Libia, la Ue spreca soldi e tempo per elucubrare operazioni irrealizzabili

Questa sarebbe da ridere se non desse la misura di quanto l’Unione Europea sia fuori dalla realtà e anche in malafede: sono cinque le opzioni di operazioni di “sicurezza e difesa” che la Ue potrebbe attivare in Libia se si formasse un governo di unità nazionale, ci fosse un mandato Onu e il nuovo governo libico lo chiedesse. Già nelle premesse è chiaro che il rischio di lavorare la Ue non lo corre, giacché la Libia è alla guerra civile da tempo, i signori della guerra mettono le taglie sui loro nemici e le tribù si bombardano a vicenda. Un governo di unità nazionale non è per ora, e questo i burocrati di Bruxelles lo sanno bene. Ma chiacchierare non costa nulla. Le cinque opzioni sono indicate nella bozza del documento che l’alto rappresentante Federica Mogherini sottoporrà lunedì prossimo al consiglio Esteri.

La Ue chiacchiera a folle e sogna operazioni impossibili

In ogni caso la presenza militare dovrebbe essere “leggera” e le missioni essere soprattutto civili. Le opzioni previste vanno dal “sostegno al monitoraggio dei cessate il fuoco locali”, dove la Ue potrebbe contribuire con un monitoraggio aereo, alla messa in sicurezza delle infrastrutture strategiche (edifici governativi con la creazione di una “green zone” a Tripoli, la protezione del porto e dell’aeroporto della capitale nonché degli impianti petroliferi), delle frontiere libiche, delle frontiere regionali (includendo le missioni civili esistenti in Mali e Niger) fino a “operazioni di sorveglianza marittima” che avrebbero il mandato di bloccare “il contrabbando di armi e munizioni e/o il monitoraggio delle attività Isis” e “potrebbero essere estese alla sorveglianza e controllo del traffico di petroliere in entrata e uscita dalle raffinerie libiche”. L’area delle operazioni marittime sarebbe a sud dei limiti dell’attuale operazione Triton e “dovrebbe avere l’approvazione” dei Paesi vicini, ovvero Tunisia ed Egitto.

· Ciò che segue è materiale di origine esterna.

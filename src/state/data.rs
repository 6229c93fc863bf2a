/// Shared data structures for the application state
///
/// Raw dataset records arrive as loosely-shaped JSON. Two shapes exist in
/// the wild: legacy records with flat `date`/`url` fields, and records that
/// also carry an `extracted` object with a structured `date_range` and a
/// `latlon` pair. `Photo::from_record` folds both into one canonical view.
/// It never fails: every field has a fallback.
use serde::Deserialize;
use serde_json::Value;
use std::fmt;

use crate::map::LatLng;

/// Year used when neither the structured range nor the legacy date parses
pub const DEFAULT_YEAR: i32 = 1900;

/// Width marker expected in full-size image URLs
pub const FULL_WIDTH_MARKER: &str = "w=1200";

/// Replacement producing the thumbnail rendition
pub const THUMBNAIL_WIDTH_MARKER: &str = "w=400";

/// Stable identifier of a photo record (datasets use numbers or strings)
#[derive(Debug, Clone, PartialEq, Eq, Hash, Deserialize)]
#[serde(untagged)]
pub enum PhotoId {
    Number(i64),
    Text(String),
    /// Assigned at load to records without a usable id, from their index.
    /// Never equal to an id read from the dataset.
    #[serde(skip)]
    Generated(usize),
}

impl PhotoId {
    /// Read an id from a JSON value; floats, objects and empty strings are rejected
    pub fn from_value(value: &Value) -> Option<Self> {
        match PhotoId::deserialize(value) {
            Ok(PhotoId::Text(text)) if text.is_empty() => None,
            Ok(id) => Some(id),
            Err(_) => None,
        }
    }
}

impl fmt::Display for PhotoId {
    fn fmt(&self, f: &mut fmt::Formatter<'_>) -> fmt::Result {
        match self {
            PhotoId::Number(n) => write!(f, "{}", n),
            PhotoId::Text(s) => f.write_str(s),
            PhotoId::Generated(index) => write!(f, "photo-{}", index),
        }
    }
}

impl From<i64> for PhotoId {
    fn from(n: i64) -> Self {
        PhotoId::Number(n)
    }
}

impl From<&str> for PhotoId {
    fn from(s: &str) -> Self {
        PhotoId::Text(s.to_string())
    }
}

/// Canonical view of one photo record
#[derive(Debug, Clone, PartialEq)]
pub struct Photo {
    pub id: PhotoId,
    pub title: String,
    /// Resolved year (structured range, then legacy date, then 1900)
    pub year: i32,
    /// Resolved coordinates, (0, 0) when the record has none
    pub position: LatLng,
    /// Derived from the full image URL, never stored
    pub thumbnail_url: String,
    pub full_image_url: String,
    pub description: String,
    /// Free-text display date, `None` when absent or empty
    pub date: Option<String>,
    /// Grouping label shown as the panel heading
    pub folder: Option<String>,
}

impl Photo {
    /// Normalize a raw record.
    ///
    /// `index` is the record's position in the dataset and only matters
    /// when the record has no usable `id`.
    pub fn from_record(record: &Value, index: usize) -> Self {
        let id = record
            .get("id")
            .and_then(PhotoId::from_value)
            .unwrap_or(PhotoId::Generated(index));

        let full_image_url = text_field(record, "url").unwrap_or_default();

        Photo {
            id,
            title: text_field(record, "title").unwrap_or_default(),
            year: resolve_year(record),
            position: resolve_position(record),
            thumbnail_url: thumbnail_url(&full_image_url),
            full_image_url,
            description: text_field(record, "note")
                .or_else(|| text_field(record, "description"))
                .unwrap_or_default(),
            date: text_field(record, "date"),
            folder: text_field(record, "folder"),
        }
    }

    /// Date shown in lists and the viewer: the free-text date, else the year
    pub fn date_label(&self) -> String {
        match &self.date {
            Some(date) => date.clone(),
            None => self.year.to_string(),
        }
    }

    /// True when the server provides a scaled-down rendition for the thumbnail
    pub fn has_server_thumbnail(&self) -> bool {
        self.full_image_url.contains(FULL_WIDTH_MARKER)
    }
}

/// Derive the thumbnail URL by swapping the width marker.
/// URLs without the marker are reused verbatim.
pub fn thumbnail_url(full_image_url: &str) -> String {
    full_image_url.replacen(FULL_WIDTH_MARKER, THUMBNAIL_WIDTH_MARKER, 1)
}

/// Resolve the year: structured `extracted.date_range[0]` prefix,
/// then the legacy `date` field, then `DEFAULT_YEAR`
pub fn resolve_year(record: &Value) -> i32 {
    structured_year(record)
        .or_else(|| legacy_year(record))
        .unwrap_or(DEFAULT_YEAR)
}

/// Resolve `extracted.latlon`, falling back to (0, 0)
pub fn resolve_position(record: &Value) -> LatLng {
    record
        .get("extracted")
        .and_then(|extracted| extracted.get("latlon"))
        .and_then(Value::as_array)
        .and_then(|pair| {
            let lat = pair.first()?.as_f64()?;
            let lng = pair.get(1)?.as_f64()?;
            Some(LatLng::new(lat, lng))
        })
        .unwrap_or_default()
}

fn structured_year(record: &Value) -> Option<i32> {
    let first = record
        .get("extracted")?
        .get("date_range")?
        .get(0)?
        .as_str()?;
    let prefix: String = first.chars().take(4).collect();
    leading_int(&prefix)
}

fn legacy_year(record: &Value) -> Option<i32> {
    let year = match record.get("date")? {
        Value::String(date) => leading_int(date)?,
        Value::Number(n) => {
            let f = n.as_f64().filter(|f| f.is_finite())?.trunc();
            // Out-of-range numbers are malformed, not extreme years
            if f < i32::MIN as f64 || f > i32::MAX as f64 {
                return None;
            }
            f as i32
        }
        _ => return None,
    };

    // A legacy year of 0 is treated as missing
    (year != 0).then_some(year)
}

/// Parse the integer at the start of `s` ("1905-1910" -> 1905).
/// Leading whitespace and a sign are accepted; anything else after the
/// digits is ignored.
fn leading_int(s: &str) -> Option<i32> {
    let s = s.trim_start();
    let (negative, rest) = match s.strip_prefix('-') {
        Some(rest) => (true, rest),
        None => (false, s.strip_prefix('+').unwrap_or(s)),
    };

    let digits: String = rest.chars().take_while(|c| c.is_ascii_digit()).collect();
    let value: i32 = digits.parse().ok()?;
    Some(if negative { -value } else { value })
}

/// Non-empty string field; numbers are rendered as text
fn text_field(record: &Value, key: &str) -> Option<String> {
    match record.get(key)? {
        Value::String(s) if !s.is_empty() => Some(s.clone()),
        Value::Number(n) => Some(n.to_string()),
        _ => None,
    }
}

Inoltre “un’attenta considerazione” sarebbe “necessaria sul fattore di incremento per i flussi migratori che tale operazione potrebbe innescare”. Nel documento si avverte che “la percezione di un’operazione militare estera vicino alle sue frontiere potrebbe indebolire la transizione politica che la Ue cerca di sostenere”. In ogni caso tale operazione “dovrebbe essere sostenuta” da una risoluzione del Consiglio di Sicurezza dell’Onu. Insomma, tutto da ridere: non si capisce come la Ue, ammesso che ne avesse il coraggio e la voglia, potrebbe monitorare alcunché e tantomeno l’attività dell’Isis. Pensino piuttosto a fermare gli sbarchi come aveva fatto il governo Berlusconi anziché perdere tempo e risorse su documenti irrealizzabili.